= Exercise =
Repeat, exactly as written, the line with "nested Llace source." and every line that follows it in the material below, ending with the last.

________________________

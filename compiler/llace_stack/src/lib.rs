//! Stack growth for deeply nested Llace source.
//!
//! The parser and writer recurse once per nesting level, as do clone,
//! comparison and S-expression dumps of the tree. A file with thousands of
//! nested parentheses can therefore exhaust the native stack. Wrapping each
//! recursive step in [`ensure_sufficient_stack`] grows it on demand.
//!
//! On `wasm32` the call is a passthrough.

/// Remaining stack below which a new segment is allocated.
const RED_ZONE: usize = 100 * 1024;

/// Size of each newly allocated stack segment.
const SEGMENT_SIZE: usize = 1024 * 1024;

/// Run `f`, first growing the stack if less than [`RED_ZONE`] bytes remain.
///
/// ```text
/// fn parse_expression(&mut self, min_bp: u16) -> Result<Expr, ParseError> {
///     ensure_sufficient_stack(|| self.parse_expression_inner(min_bp))
/// }
/// ```
#[inline]
#[cfg(not(target_arch = "wasm32"))]
pub fn ensure_sufficient_stack<R>(f: impl FnOnce() -> R) -> R {
    stacker::maybe_grow(RED_ZONE, SEGMENT_SIZE, f)
}

/// WASM manages its own stack.
#[inline]
#[cfg(target_arch = "wasm32")]
pub fn ensure_sufficient_stack<R>(f: impl FnOnce() -> R) -> R {
    f()
}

________________________

= Result below =
//! Stack growth for deeply nested Llace source.
//!
//! The parser and writer recurse once per nesting level, as do clone,
//! comparison and S-expression dumps of the tree. A file with thousands of
//! nested parentheses can therefore exhaust the native stack. Wrapping each
//! recursive step in [`ensure_sufficient_stack`] grows it on demand.
//!
//! On `wasm32` the call is a passthrough.

/// Remaining stack below which a new segment is allocated.
const RED_ZONE: usize = 100 * 1024;

/// Size of each newly allocated stack segment.
const SEGMENT_SIZE: usize = 1024 * 1024;

/// Run `f`, first growing the stack if less than [`RED_ZONE`] bytes remain.
///
/// ```text
/// fn parse_expression(&mut self, min_bp: u16) -> Result<Expr, ParseError> {
///     ensure_sufficient_stack(|| self.parse_expression_inner(min_bp))
/// }
/// ```
#[inline]
#[cfg(not(target_arch = "wasm32"))]
pub fn ensure_sufficient_stack<R>(f: impl FnOnce() -> R) -> R {
    stacker::maybe_grow(RED_ZONE, SEGMENT_SIZE, f)
}

/// WASM manages its own stack.
#[inline]
#[cfg(target_arch = "wasm32")]
pub fn ensure_sufficient_stack<R>(f: impl FnOnce() -> R) -> R {
    f()
}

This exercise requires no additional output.